Breeding your own slaves was also prompted by the banning of the slave trade, the import of slaves from Africa in 1808 - so the only way to acquire more was to breed them yourself, which rather discouraged casual murder.
On what would happen to a slaveholder if they did murder their slave; it was illegal even in the slave codes of the South (purposeless mistreatment was also a matter for the courts, they would confiscate and sell on);
Note that a slave trying to escape or resist his master’s orders could be killed without fear of punishment, at least in early Virginia’s slave code;
Louisiana’s history and legal system are different from all the other states so I don’t know if the following is relevant outside of Louisiana. There were some laws that protected the well-being of slaves from things like torture and straight up murdering them was illegal. Granted, not that many slaveowners had the laws enforced on them and prosecution was even more rare for abuse but it did happen.
One notorious case was that of Marie Delphine LaLaurie of New Orleans. She is notable for being an assumed serial killer and systematic torturer of her slaves. She was also quite prominent in society and wealthy but even she suffered serious consequences for pushing things way too far (although she escaped before ever being prosecuted). It is an interesting story in general but also helps highlight the fact that you couldn’t just do absolutely anything you wanted to slaves without legal and social repercussions at least in Louisiana.
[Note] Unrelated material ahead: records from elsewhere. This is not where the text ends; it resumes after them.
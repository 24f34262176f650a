// ⚠️ Verification Errors
// Failures that are NOT verdicts: a list that cannot be loaded, a date that cannot be read.
// A legitimate "not authorized" is always Ok(false), never one of these.

use crate::lists::ListKind;
use std::path::PathBuf;
use thiserror::Error;

#[derive(Debug, Error)]
pub enum VerificationError {
    #[error("Failed to read {list} list from {path:?}: {source}")]
    ListRead {
        list: ListKind,
        path: PathBuf,
        #[source]
        source: std::io::Error,
    },

    #[error("Failed to parse {list} list from {path:?}: {source}")]
    ListParse {
        list: ListKind,
        path: PathBuf,
        #[source]
        source: serde_json::Error,
    },

    #[error("{list} list has no '{key}' entry")]
    ListKeyMissing { list: ListKind, key: &'static str },

    #[error("Unparsable date: '{0}'")]
    DateFormat(String),
}

impl VerificationError {
    /// Reference list could not be loaded (ConfigurationError)
    pub fn is_configuration(&self) -> bool {
        matches!(
            self,
            VerificationError::ListRead { .. }
                | VerificationError::ListParse { .. }
                | VerificationError::ListKeyMissing { .. }
        )
    }

    /// Input timestamp could not be parsed (FormatError)
    pub fn is_format(&self) -> bool {
        matches!(self, VerificationError::DateFormat(_))
    }
}

pub type VerificationResult<T> = Result<T, VerificationError>;
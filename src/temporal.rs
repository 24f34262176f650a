// ⏰ Temporal Checks - send dates against "now"
//
// "Now" is never read implicitly: it comes from a Clock, so the checks
// are deterministic under test.

use crate::error::{VerificationError, VerificationResult};
use chrono::{DateTime, Duration, NaiveDate, NaiveDateTime, Utc};
use serde::{Deserialize, Serialize};

// ============================================================================
// CLOCK
// ============================================================================

pub trait Clock {
    fn now(&self) -> DateTime<Utc>;
}

/// Wall clock
#[derive(Debug, Clone, Copy, Default)]
pub struct SystemClock;

impl Clock for SystemClock {
    fn now(&self) -> DateTime<Utc> {
        Utc::now()
    }
}

/// Frozen instant, for tests and replays
#[derive(Debug, Clone, Copy)]
pub struct FixedClock(pub DateTime<Utc>);

impl Clock for FixedClock {
    fn now(&self) -> DateTime<Utc> {
        self.0
    }
}

// ============================================================================
// TIMESTAMP PARSING
// ============================================================================

const NAIVE_FORMATS: [&str; 2] = ["%Y-%m-%dT%H:%M:%S%.f", "%Y-%m-%d %H:%M:%S%.f"];

/// Parse a send date. Offsets are honoured; a timestamp without offset is taken as UTC.
///
/// A form-decoded query turns the `+` of an offset into a space
/// (`2024-01-15T10:30:00 01:00`), which is repaired before giving up.
pub fn parse_timestamp(input: &str) -> VerificationResult<DateTime<Utc>> {
    let input = input.trim();

    if let Ok(date) = DateTime::parse_from_rfc3339(input) {
        return Ok(date.with_timezone(&Utc));
    }

    for format in NAIVE_FORMATS {
        if let Ok(date) = NaiveDateTime::parse_from_str(input, format) {
            return Ok(date.and_utc());
        }
    }

    if let Ok(day) = NaiveDate::parse_from_str(input, "%Y-%m-%d") {
        if let Some(midnight) = day.and_hms_opt(0, 0, 0) {
            return Ok(midnight.and_utc());
        }
    }

    if let Some(split) = input.rfind(' ') {
        let repaired = format!("{}+{}", &input[..split], &input[split + 1..]);
        if let Ok(date) = DateTime::parse_from_rfc3339(&repaired) {
            return Ok(date.with_timezone(&Utc));
        }
    }

    tracing::warn!(input, "Unparsable send date");
    Err(VerificationError::DateFormat(input.to_string()))
}

// ============================================================================
// DATE EVALUATOR
// ============================================================================

/// How a date exactly equal to "now" is judged by the window check
#[derive(Debug, Clone, Copy, PartialEq, Eq, Default, Serialize, Deserialize)]
#[serde(rename_all = "snake_case")]
pub enum WindowBoundary {
    /// `input < now || now < input < now + tolerance`; equality is rejected
    #[default]
    Exclusive,
    /// `input <= now || input < now + tolerance`; equality is accepted
    Inclusive,
}

#[derive(Debug, Clone, Copy, PartialEq, Eq)]
pub struct DateEvaluator {
    tolerance: Duration,
    boundary: WindowBoundary,
}

impl DateEvaluator {
    pub fn new(tolerance: Duration) -> Self {
        DateEvaluator {
            tolerance,
            boundary: WindowBoundary::Exclusive,
        }
    }

    /// Builder: set the equality policy
    pub fn with_boundary(mut self, boundary: WindowBoundary) -> Self {
        self.boundary = boundary;
        self
    }

    /// Already in effect, or no further ahead than the clock-skew tolerance
    pub fn is_within_window(&self, input: DateTime<Utc>, now: DateTime<Utc>) -> bool {
        // No representable horizon: every future date is within tolerance
        let before_horizon = now
            .checked_add_signed(self.tolerance)
            .map_or(true, |horizon| input < horizon);

        match self.boundary {
            WindowBoundary::Exclusive => input < now || (input > now && before_horizon),
            WindowBoundary::Inclusive => input <= now || before_horizon,
        }
    }

    /// Strictly in the past
    pub fn has_passed(&self, input: DateTime<Utc>, now: DateTime<Utc>) -> bool {
        now > input
    }
}

impl Default for DateEvaluator {
    fn default() -> Self {
        DateEvaluator::new(Duration::seconds(3))
    }
}

// ============================================================================
// TESTS
// ============================================================================

#[cfg(test)]
mod tests {
    use super::*;
    use chrono::TimeZone;

    fn t0() -> DateTime<Utc> {
        Utc.with_ymd_and_hms(2024, 3, 15, 12, 0, 0).unwrap()
    }

    #[test]
    fn test_window_past_dates() {
        let eval = DateEvaluator::default();
        let now = t0();

        assert!(eval.is_within_window(now - Duration::seconds(1), now));
        assert!(eval.is_within_window(now - Duration::days(365), now));
    }

    #[test]
    fn test_window_near_future_within_tolerance() {
        let eval = DateEvaluator::default();
        let now = t0();

        assert!(eval.is_within_window(now + Duration::seconds(1), now));
        assert!(eval.is_within_window(now + Duration::milliseconds(2_999), now));
        assert!(!eval.is_within_window(now + Duration::seconds(3), now));
    }

    #[test]
    fn test_window_far_future() {
        let eval = DateEvaluator::default();
        let now = t0();

        assert!(!eval.is_within_window(now + Duration::minutes(10), now));
    }

    #[test]
    fn test_window_exact_now_depends_on_boundary() {
        let now = t0();

        let exclusive = DateEvaluator::default();
        assert!(!exclusive.is_within_window(now, now));

        let inclusive = DateEvaluator::default().with_boundary(WindowBoundary::Inclusive);
        assert!(inclusive.is_within_window(now, now));
        assert!(!inclusive.is_within_window(now + Duration::seconds(3), now));
    }

    #[test]
    fn test_inclusive_zero_tolerance_accepts_now() {
        let eval = DateEvaluator::new(Duration::zero()).with_boundary(WindowBoundary::Inclusive);
        let now = t0();

        assert!(eval.is_within_window(now, now));
        assert!(eval.is_within_window(now - Duration::seconds(1), now));
        assert!(!eval.is_within_window(now + Duration::milliseconds(1), now));

        let exclusive = DateEvaluator::new(Duration::zero());
        assert!(!exclusive.is_within_window(now, now));
    }

    #[test]
    fn test_huge_tolerance_does_not_overflow() {
        let eval = DateEvaluator::new(Duration::MAX);
        let now = t0();

        assert!(eval.is_within_window(now + Duration::days(365 * 100), now));
        assert!(eval.is_within_window(now - Duration::seconds(1), now));
        assert!(!eval.is_within_window(now, now));
    }

    #[test]
    fn test_custom_tolerance() {
        let eval = DateEvaluator::new(Duration::minutes(15));
        let now = t0();

        assert!(eval.is_within_window(now + Duration::minutes(10), now));
        assert!(!eval.is_within_window(now + Duration::minutes(20), now));
    }

    #[test]
    fn test_has_passed() {
        let eval = DateEvaluator::default();
        let now = t0();

        assert!(eval.has_passed(now - Duration::seconds(1), now));
        assert!(!eval.has_passed(now, now));
        assert!(!eval.has_passed(now + Duration::seconds(1), now));
    }

    #[test]
    fn test_parse_rfc3339() {
        let parsed = parse_timestamp("2024-03-15T13:00:00+01:00").unwrap();
        assert_eq!(parsed, t0());

        let parsed = parse_timestamp("2024-03-15T12:00:00Z").unwrap();
        assert_eq!(parsed, t0());
    }

    #[test]
    fn test_parse_naive_as_utc() {
        assert_eq!(parse_timestamp("2024-03-15T12:00:00").unwrap(), t0());
        assert_eq!(parse_timestamp("2024-03-15 12:00:00").unwrap(), t0());
        assert_eq!(
            parse_timestamp("2024-03-15T12:00:00.250").unwrap(),
            t0() + Duration::milliseconds(250)
        );
    }

    #[test]
    fn test_parse_date_only() {
        let midnight = Utc.with_ymd_and_hms(2024, 3, 15, 0, 0, 0).unwrap();
        assert_eq!(parse_timestamp("2024-03-15").unwrap(), midnight);
    }

    #[test]
    fn test_parse_form_decoded_offset() {
        assert_eq!(parse_timestamp("2024-03-15T13:00:00 01:00").unwrap(), t0());
    }

    #[test]
    fn test_parse_garbage_is_format_error() {
        for input in ["", "tomorrow", "2024-13-45T00:00:00", "15/03/2024"] {
            let err = parse_timestamp(input).unwrap_err();
            assert!(err.is_format(), "{:?} not a format error", input);
        }
    }

    #[test]
    fn test_fixed_clock() {
        assert_eq!(FixedClock(t0()).now(), t0());
    }
}
// SMACK Verification Gateway - Web Server
// Same query contract as the legacy ws.php stub: GET ?action=...&... → one JSON value

use axum::{
    extract::{Query, State},
    http::StatusCode,
    response::{IntoResponse, Json},
    routing::get,
    Router,
};
use clap::Parser;
use smack_verification::{dispatch, FileListProvider, GatewayConfig, RuleEngine, SystemClock};
use std::collections::HashMap;
use std::path::PathBuf;
use std::sync::Arc;
use tower_http::cors::CorsLayer;
use tracing_subscriber::EnvFilter;

#[derive(Parser)]
#[command(name = "smack-server")]
#[command(about = "SMACK verification gateway - HTTP stub", long_about = None)]
struct Args {
    /// Gateway configuration file (JSON)
    #[arg(short, long, env = "SMACK_CONFIG")]
    config: Option<PathBuf>,

    /// Listen address
    #[arg(short, long, default_value = "0.0.0.0:3000")]
    addr: String,
}

/// Shared application state
#[derive(Clone)]
struct AppState {
    engine: Arc<RuleEngine<FileListProvider, SystemClock>>,
}

// ============================================================================
// Handlers
// ============================================================================

/// GET /api/health - Health check
async fn health_check() -> impl IntoResponse {
    Json("OK")
}

/// GET /ws.php?action=... - Run one verification
async fn verify(
    State(state): State<AppState>,
    Query(params): Query<HashMap<String, String>>,
) -> impl IntoResponse {
    let response = dispatch(state.engine.as_ref(), &params);

    let status = if response.is_client_error() {
        StatusCode::BAD_REQUEST
    } else if response.is_error() {
        StatusCode::INTERNAL_SERVER_ERROR
    } else {
        StatusCode::OK
    };

    (status, Json(response.to_json()))
}

// ============================================================================
// Main Server
// ============================================================================

#[tokio::main]
async fn main() -> anyhow::Result<()> {
    tracing_subscriber::fmt()
        .with_env_filter(EnvFilter::try_from_default_env().unwrap_or_else(|_| EnvFilter::new("info")))
        .init();

    let args = Args::parse();

    println!("🌐 SMACK Verification Gateway - Web Server");
    println!("━━━━━━━━━━━━━━━━━━━━━━━━━━━━━━━━━━━━━━━━━━");

    let config = GatewayConfig::load(args.config.as_deref())?;
    for (name, path) in [
        ("receiver BIC", &config.lists.receiver_bic),
        ("receiver QXBAN", &config.lists.receiver_account),
        ("sender BIC", &config.lists.sender_bic),
        ("sender blacklist", &config.lists.sender_blacklist),
        ("priority", &config.lists.priority),
    ] {
        if !path.exists() {
            tracing::warn!(list = name, path = ?path, "Reference list missing; checks using it will fail");
        }
    }

    let state = AppState {
        engine: Arc::new(config.build_engine()),
    };

    let app = Router::new()
        .route("/", get(verify))
        .route("/ws.php", get(verify))
        .route("/api/health", get(health_check))
        .with_state(state)
        .layer(CorsLayer::permissive());

    let listener = tokio::net::TcpListener::bind(&args.addr).await?;

    println!("\n🚀 Server running on http://{}", args.addr);
    println!("   Try: /ws.php?action=verify_priority&priority=HIGH");
    println!("\n   Press Ctrl+C to stop\n");
    tracing::info!(addr = %args.addr, tolerance_ms = config.date_tolerance_ms, "Listening");

    axum::serve(listener, app).await?;

    Ok(())
}
use anyhow::{bail, Context, Result};
use clap::{Parser, Subcommand};
use std::collections::HashMap;
use std::path::PathBuf;
use tracing_subscriber::EnvFilter;

// Use library instead of local modules
use smack_verification::{dispatch, GatewayConfig, Missive, MissiveVerifier};

#[derive(Parser)]
#[command(name = "smack-verify")]
#[command(about = "SMACK verification gateway - offline checks", long_about = None)]
struct Cli {
    /// Gateway configuration file (JSON)
    #[arg(short, long, env = "SMACK_CONFIG")]
    config: Option<PathBuf>,

    #[command(subcommand)]
    command: Commands,
}

#[derive(Subcommand)]
enum Commands {
    /// Run one verification action, print its JSON value
    Check {
        /// verify_receiver, verify_sender, verify_date_correct, verify_date_passed, verify_priority
        action: String,
        /// Parameters as key=value (receiverBIC=..., date=...)
        params: Vec<String>,
    },

    /// Verify a nominal missive (JSON) and print its acknowledgement
    Missive {
        /// Missive file
        file: PathBuf,
    },
}

fn main() -> Result<()> {
    tracing_subscriber::fmt()
        .with_env_filter(EnvFilter::try_from_default_env().unwrap_or_else(|_| EnvFilter::new("info")))
        .with_writer(std::io::stderr)
        .init();

    let cli = Cli::parse();
    let config = GatewayConfig::load(cli.config.as_deref())?;
    let engine = config.build_engine();

    match cli.command {
        Commands::Check { action, params } => {
            let mut request = parse_params(&params)?;
            request.insert("action".to_string(), action);

            let response = dispatch(&engine, &request);
            println!("{}", response.to_json());

            if response.is_error() {
                std::process::exit(1);
            }
        }
        Commands::Missive { file } => {
            let missive = Missive::from_file(&file)?;

            if !missive.is_nominal() {
                tracing::warn!(file = ?file, kind = %missive.missive_type, "Missive is not of type nominal");
                bail!("missive {:?} is not of type Nominal", file);
            }

            let ack = MissiveVerifier::new(&engine)
                .verify(&missive)
                .with_context(|| format!("Failed to verify missive {}", missive.id))?;

            println!("{}", serde_json::to_string_pretty(&ack)?);
        }
    }

    Ok(())
}

fn parse_params(params: &[String]) -> Result<HashMap<String, String>> {
    params
        .iter()
        .map(|param| match param.split_once('=') {
            Some((key, value)) => Ok((key.to_string(), value.to_string())),
            None => bail!("parameter '{}' is not key=value", param),
        })
        .collect()
}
This varies tremendously from time to time, from place to place, and between theory and practice. In general, AFAIK, it was never legal to just randomly shoot a slave dead without provocation. However, legal prohibitions on slaves serving as witnesses meant that slaves on isolated plantations were often effectively without legal protection at all. In other cases, slaves dying as a result of “correction” was acceptable–the fig leaf was you didn’t mean to beat him* to death*, these things just happen. Furthermore, in times where there was active fear of a slave rebellion, almost any act of brutality was acceptable as a necessary evil. And even when none of those “mitigating factors” applied, people were reluctant to serve as witnesses against a white person in favor of a slave–however repulsive they may have found the actual murderer (and in many times and places, there was meaningful social pressure not to murder slaves, nor be “excessively” brutal), there was still a pretty strong sense of racial loyalty that prevented white people from throwing each other the bus, however deserved it might have been.
On Louisiana, the Black Code of 1806 sets out more details in the slave-master relationship, including being obligated to feed slaves and provide some care for sick slaves, among other things.
That is very interesting. I am from Louisiana and from a very long line of slave-owners (over 250 years sustained) although none were in Louisiana at the time. It sounds like Louisiana was downright progressive in its protection of slave welfare based on that act although I have never read how often they were ever actually enforced. Some of those monetary fines for violations were fairly harsh for the time. Louisiana is an interesting case because it always had a unique legal system from the other states as well as a large free black population. It also had a small but significant subset of wealthy free blacks that owned slaves themselves.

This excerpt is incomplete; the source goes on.